I recently opened a tin can of tangerine segments, only to find that the segments contained little white spots throughout the segments. Can anyone tell me more in regards to what the white spots are? Are they poisonous, or known to be recognized as a food borne pathogen, disease, illness, etc.

I tossed them out before realizing I could ask Seasoned Advice, so I don't have a photo.
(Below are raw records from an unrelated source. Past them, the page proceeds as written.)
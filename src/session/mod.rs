//! Session glue around the aggregation engine.
//!
//! - [`context`] - the explicit credentials value every operation receives
//! - [`entry`] - branching on stored credentials and callback parameters
//! - [`auth`] - PKCE redirect, code exchange and refresh
//! - [`orchestrator`] - the five top-level queries and their enrichment

pub mod auth;
pub mod context;
pub mod entry;
pub mod orchestrator;

pub use auth::{authenticate, ensure_session, settle};
pub use context::SessionContext;
pub use entry::{Entry, resolve};
pub use orchestrator::{LoadReport, load_dataset, run};
use std::{collections::BTreeMap, time::Duration};

use indicatif::{ProgressBar, ProgressStyle};

use crate::types::{Artist, ArtistTableRow, TimeRange, TrackTableRow, VizTrack};

/// Blue braille spinner with a steady tick.
pub fn spinner(message: &str) -> ProgressBar {
    let pb = ProgressBar::new_spinner();
    pb.set_message(message.to_string());
    pb.enable_steady_tick(Duration::from_millis(100));
    pb.set_style(
        ProgressStyle::with_template("{spinner:.blue} {msg}")
            .unwrap_or_else(|_| ProgressStyle::default_spinner())
            .tick_chars("⠋⠙⠹⠸⠼⠴⠦⠧⠇⠏"),
    );
    pb
}

fn first_genres(genres: &[String], n: usize) -> String {
    genres.iter().take(n).cloned().collect::<Vec<_>>().join(",")
}

/// Date part of an ISO timestamp, e.g. `2024-03-01T10:00:00Z` -> `2024-03-01`.
pub fn short_date(timestamp: &str) -> String {
    timestamp.split('T').next().unwrap_or(timestamp).to_string()
}

pub fn track_row(track: &VizTrack) -> TrackTableRow {
    TrackTableRow {
        date: track.date.as_deref().map(short_date).unwrap_or_default(),
        name: track.name.clone(),
        artists: track.artists.join(", "),
        genres: track
            .genres
            .as_deref()
            .map(|genres| first_genres(genres, 3))
            .unwrap_or_default(),
    }
}

pub fn track_rows(tracks: &[VizTrack]) -> Vec<TrackTableRow> {
    tracks.iter().map(track_row).collect()
}

/// The first `per_range` artists of every time range.
pub fn artist_rows(
    top_artists: &BTreeMap<TimeRange, Vec<Artist>>,
    per_range: usize,
) -> Vec<ArtistTableRow> {
    top_artists
        .iter()
        .flat_map(|(range, artists)| {
            artists
                .iter()
                .take(per_range)
                .map(move |artist| ArtistTableRow {
                    range: range.to_string(),
                    name: artist.name.clone(),
                    genres: first_genres(&artist.genres, 3),
                })
        })
        .collect()
}

/// Case-insensitive match on track name, artist names and genres.
pub fn matches_search(track: &VizTrack, term: &str) -> bool {
    let term = term.to_lowercase();
    track.name.to_lowercase().contains(&term)
        || track
            .artists
            .iter()
            .any(|artist| artist.to_lowercase().contains(&term))
        || track
            .genres
            .iter()
            .flatten()
            .any(|genre| genre.to_lowercase().contains(&term))
}

/// Newest first; undated tracks go last.
pub fn sort_by_date_desc(tracks: &mut [VizTrack]) {
    tracks.sort_by(|a, b| b.date.cmp(&a.date));
}

/// Genres by number of occurrences across `tracks`, most frequent first.
pub fn genre_counts(tracks: &[VizTrack]) -> Vec<(String, usize)> {
    let mut counts: BTreeMap<&str, usize> = BTreeMap::new();
    for genre in tracks.iter().flat_map(|t| t.genres.iter().flatten()) {
        *counts.entry(genre.as_str()).or_default() += 1;
    }
    let mut counts: Vec<(String, usize)> = counts
        .into_iter()
        .map(|(genre, count)| (genre.to_string(), count))
        .collect();
    counts.sort_by(|a, b| b.1.cmp(&a.1).then_with(|| a.0.cmp(&b.0)));
    counts
}
//! Configuration for the listening history aggregator.
//!
//! Values come from environment variables, optionally seeded from a `.env`
//! file in the local data directory. Endpoints and scope have defaults; the
//! client id, redirect URI and callback server address must be provided.
//!
//! Engine tunables (retry budget, page size, genre mode) are collected into
//! [`EngineConfig`].

use std::{env, path::PathBuf, str::FromStr, time::Duration};

use crate::{
    aggregate::{GenreMode, PAGE_LIMIT, RetryPolicy},
    error::{Result, WayfinderError},
};

pub const DEFAULT_API_URL: &str = "https://api.spotify.com/v1";
pub const DEFAULT_AUTH_URL: &str = "https://accounts.spotify.com/authorize";
pub const DEFAULT_TOKEN_URL: &str = "https://accounts.spotify.com/api/token";
pub const DEFAULT_SCOPE: &str =
    "user-library-read user-read-recently-played user-top-read playlist-read-private";

/// Directory under the platform local data dir that holds config and cache.
pub fn data_dir() -> PathBuf {
    let mut path = dirs::data_local_dir().unwrap_or_else(|| PathBuf::from("."));
    path.push("wayfinder");
    path
}

/// Loads `<data_local_dir>/wayfinder/.env` into the process environment.
///
/// The directory is created when missing. A missing `.env` file is not an
/// error, variables may just as well come from the shell.
///
/// - Linux: `~/.local/share/wayfinder/.env`
/// - macOS: `~/Library/Application Support/wayfinder/.env`
/// - Windows: `%LOCALAPPDATA%/wayfinder/.env`
pub async fn load_env() -> Result<()> {
    let dir = data_dir();
    async_fs::create_dir_all(&dir).await?;

    let path = dir.join(".env");
    match dotenv::from_path(&path) {
        Ok(()) => log::debug!("loaded environment from {}", path.display()),
        Err(dotenv::Error::Io(err)) if err.kind() == std::io::ErrorKind::NotFound => {
            log::debug!("no .env at {}, using process environment", path.display())
        }
        Err(err) => {
            return Err(WayfinderError::Config(format!(
                "failed to read {}: {}",
                path.display(),
                err
            )));
        }
    }
    Ok(())
}

fn required(key: &str) -> Result<String> {
    env::var(key).map_err(|_| WayfinderError::Config(format!("{key} must be set")))
}

fn or_default(key: &str, default: &str) -> String {
    env::var(key).unwrap_or_else(|_| default.to_string())
}

fn parsed<T, L>(lookup: &L, key: &str, default: T) -> Result<T>
where
    T: FromStr,
    L: Fn(&str) -> Option<String>,
{
    match lookup(key) {
        Some(raw) => raw
            .trim()
            .parse()
            .map_err(|_| WayfinderError::Config(format!("{key} has an invalid value '{raw}'"))),
        None => Ok(default),
    }
}

/// Address the local OAuth callback server binds to, e.g. `127.0.0.1:8888`.
pub fn server_addr() -> Result<String> {
    required("SERVER_ADDRESS")
}

pub fn spotify_client_id() -> Result<String> {
    required("SPOTIFY_API_AUTH_CLIENT_ID")
}

/// Must match the redirect URI registered for the client id.
pub fn spotify_redirect_uri() -> Result<String> {
    required("SPOTIFY_API_REDIRECT_URI")
}

pub fn spotify_scope() -> String {
    or_default("SPOTIFY_API_AUTH_SCOPE", DEFAULT_SCOPE)
}

pub fn spotify_apiauth_url() -> String {
    or_default("SPOTIFY_API_AUTH_URL", DEFAULT_AUTH_URL)
}

pub fn spotify_apiurl() -> String {
    or_default("SPOTIFY_API_URL", DEFAULT_API_URL)
}

pub fn spotify_apitoken_url() -> String {
    or_default("SPOTIFY_API_TOKEN_URL", DEFAULT_TOKEN_URL)
}

/// Tunables of the aggregation engine.
#[derive(Debug, Clone, Copy, PartialEq, Eq)]
pub struct EngineConfig {
    pub retry: RetryPolicy,
    pub page_size: u32,
    pub genre_mode: GenreMode,
}

impl Default for EngineConfig {
    fn default() -> Self {
        Self {
            retry: RetryPolicy::default(),
            page_size: PAGE_LIMIT,
            genre_mode: GenreMode::default(),
        }
    }
}

impl EngineConfig {
    /// Reads `WAYFINDER_MAX_RETRIES`, `WAYFINDER_RETRY_LEEWAY_SECS`,
    /// `WAYFINDER_PAGE_SIZE` and `WAYFINDER_GENRE_MODE`, falling back to the
    /// defaults for unset variables.
    pub fn from_env() -> Result<Self> {
        Self::from_lookup(|key| env::var(key).ok())
    }

    /// Same as [`EngineConfig::from_env`] with variables taken from `lookup`.
    pub fn from_lookup<L>(lookup: L) -> Result<Self>
    where
        L: Fn(&str) -> Option<String>,
    {
        let defaults = Self::default();
        let max_retries = parsed(&lookup, "WAYFINDER_MAX_RETRIES", defaults.retry.max_retries)?;
        let leeway = parsed(
            &lookup,
            "WAYFINDER_RETRY_LEEWAY_SECS",
            defaults.retry.leeway.as_secs(),
        )?;
        let page_size: u32 = parsed(&lookup, "WAYFINDER_PAGE_SIZE", defaults.page_size)?;
        let genre_mode = parsed(&lookup, "WAYFINDER_GENRE_MODE", defaults.genre_mode)?;

        Ok(Self {
            retry: RetryPolicy {
                max_retries,
                leeway: Duration::from_secs(leeway),
            },
            page_size: page_size.clamp(1, PAGE_LIMIT),
            genre_mode,
        })
    }
}
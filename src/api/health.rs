use std::sync::Arc;

use axum::{Extension, response::Json};
use serde_json::{Value, json};
use tokio::sync::Mutex;

use crate::types::AuthCallback;

/// Liveness of the callback server plus where the login currently stands.
///
/// `login` is `waiting` until the authorization page redirects back, then
/// `redirected` until the session flow picks the parameters up.
pub async fn health(
    Extension(shared_state): Extension<Arc<Mutex<Option<AuthCallback>>>>,
) -> Json<Value> {
    let login = match shared_state.lock().await.as_ref() {
        None => "waiting",
        Some(_) => "redirected",
    };

    Json(json!({
        "service": env!("CARGO_PKG_NAME"),
        "status": "ok",
        "login": login,
        "callback_path": "/callback",
        "version": env!("CARGO_PKG_VERSION")
    }))
}

#[cfg(test)]
mod tests {
    use super::*;

    #[tokio::test]
    async fn test_health_reports_login_progress() {
        let state = Arc::new(Mutex::new(None));

        let Json(body) = health(Extension(Arc::clone(&state))).await;
        assert_eq!(body["status"], "ok");
        assert_eq!(body["service"], "wayfinder");
        assert_eq!(body["login"], "waiting");

        *state.lock().await = Some(AuthCallback {
            code: Some("code".to_string()),
            error: None,
        });
        let Json(body) = health(Extension(state)).await;
        assert_eq!(body["login"], "redirected");
    }
}
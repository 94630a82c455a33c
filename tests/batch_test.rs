mod common;

use common::{FakeApi, test_retry};
use wayfinder::{
    WayfinderError,
    aggregate::fetch_all,
    types::{PageRequest, TrackEndpoint},
};

#[tokio::test]
async fn test_fetch_all_returns_every_item_in_order() {
    let api = FakeApi::with_library(120);
    let retry = test_retry();

    let collection = fetch_all(&api, &retry, TrackEndpoint::SavedTracks, 50)
        .await
        .unwrap();

    assert_eq!(collection.total(), 120);
    assert!(collection.is_complete());
    let ids: Vec<String> = collection
        .into_vec()
        .into_iter()
        .map(|item| item.track.id)
        .collect();
    let expected: Vec<String> = (0..120).map(|i| format!("track-{i}")).collect();
    assert_eq!(ids, expected);
}

#[tokio::test]
async fn test_probe_then_one_call_per_page() {
    let api = FakeApi::with_library(120);
    let retry = test_retry();

    fetch_all(&api, &retry, TrackEndpoint::SavedTracks, 50)
        .await
        .unwrap();

    let mut calls = api.library_page_calls();
    assert_eq!(calls.remove(0), PageRequest::probe(TrackEndpoint::SavedTracks));
    let mut offsets: Vec<u32> = calls.iter().filter_map(|c| c.offset).collect();
    offsets.sort();
    assert_eq!(offsets, vec![0, 50, 100]);
    assert!(calls.iter().all(|c| c.limit == Some(50)));
}

#[tokio::test]
async fn test_failed_page_leaves_gap_without_shifting_indices() {
    let mut api = FakeApi::with_library(120);
    api.failing_offsets.insert(50);
    let retry = test_retry();

    let collection = fetch_all(&api, &retry, TrackEndpoint::SavedTracks, 50)
        .await
        .unwrap();

    assert_eq!(collection.len(), 70);
    assert!(!collection.is_complete());
    assert_eq!(collection.missing_indices(), (50..100).collect::<Vec<_>>());
    assert_eq!(collection.get(49).unwrap().track.id, "track-49");
    assert_eq!(collection.get(100).unwrap().track.id, "track-100");
    assert!(collection.get(50).is_none());

    assert_eq!(collection.failures().len(), 1);
    assert!(matches!(
        collection.failures()[0],
        WayfinderError::PageFailed { offset: 50, .. }
    ));

    // the failing page was retried through the whole budget
    let attempts_at_50 = api
        .library_page_calls()
        .iter()
        .filter(|c| c.offset == Some(50))
        .count();
    assert_eq!(attempts_at_50, 11);
}

#[tokio::test]
async fn test_empty_collection_only_probes() {
    let api = FakeApi::default();
    let retry = test_retry();

    let collection = fetch_all(&api, &retry, TrackEndpoint::SavedTracks, 50)
        .await
        .unwrap();

    assert!(collection.is_empty());
    assert_eq!(collection.total(), 0);
    assert_eq!(api.library_page_calls().len(), 1);
}

#[tokio::test]
async fn test_page_size_is_clamped_to_remote_limit() {
    let api = FakeApi::with_library(120);
    let retry = test_retry();

    let collection = fetch_all(&api, &retry, TrackEndpoint::SavedTracks, 500)
        .await
        .unwrap();

    assert_eq!(collection.len(), 120);
    assert!(
        api.library_page_calls()
            .iter()
            .skip(1)
            .all(|c| c.limit == Some(50))
    );
}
  • On the outer skin of the segments, or within the segments on the juice vesicles?
    – Erica
    Dec 29, 2015 at 13:27

1 Answer 1


Following quote is the abstract of a 1981 article, "The nature of freeze-induced white spots on orange segment walls," Raymond D. Bennett and Roger F. Albach, Journal of Agricultural and Food Chemistry 1981 29 (3), 511-514 DOI: 10.1021/jf00105a019 (full article is behind a paywall)

Emphasis mine:

Exposure of oranges to freezing conditions causes formation of white spots on the walls of the fruit segments. The spots are actually located in the tissue comprising the separation zone between segments; when two adjacent segments are pulled apart, each white spot is split in half. The chemical nature of the white spot material was previously in dispute, but it has now been shown to be microcrystalline hesperidin coating the walls of cells in the separation zone. Freezing causes damage to cell membranes, and a soluble form of hesperidin located in the cell vacuoles is thereby released and crystallizes.

Hesperidin is a flavanone glycoside (naturally occurring flavor chemical) found in citrus fruits, so according to that 1981 research, the spots are caused if the orange was frozen. It can appear on oranges or tangerines.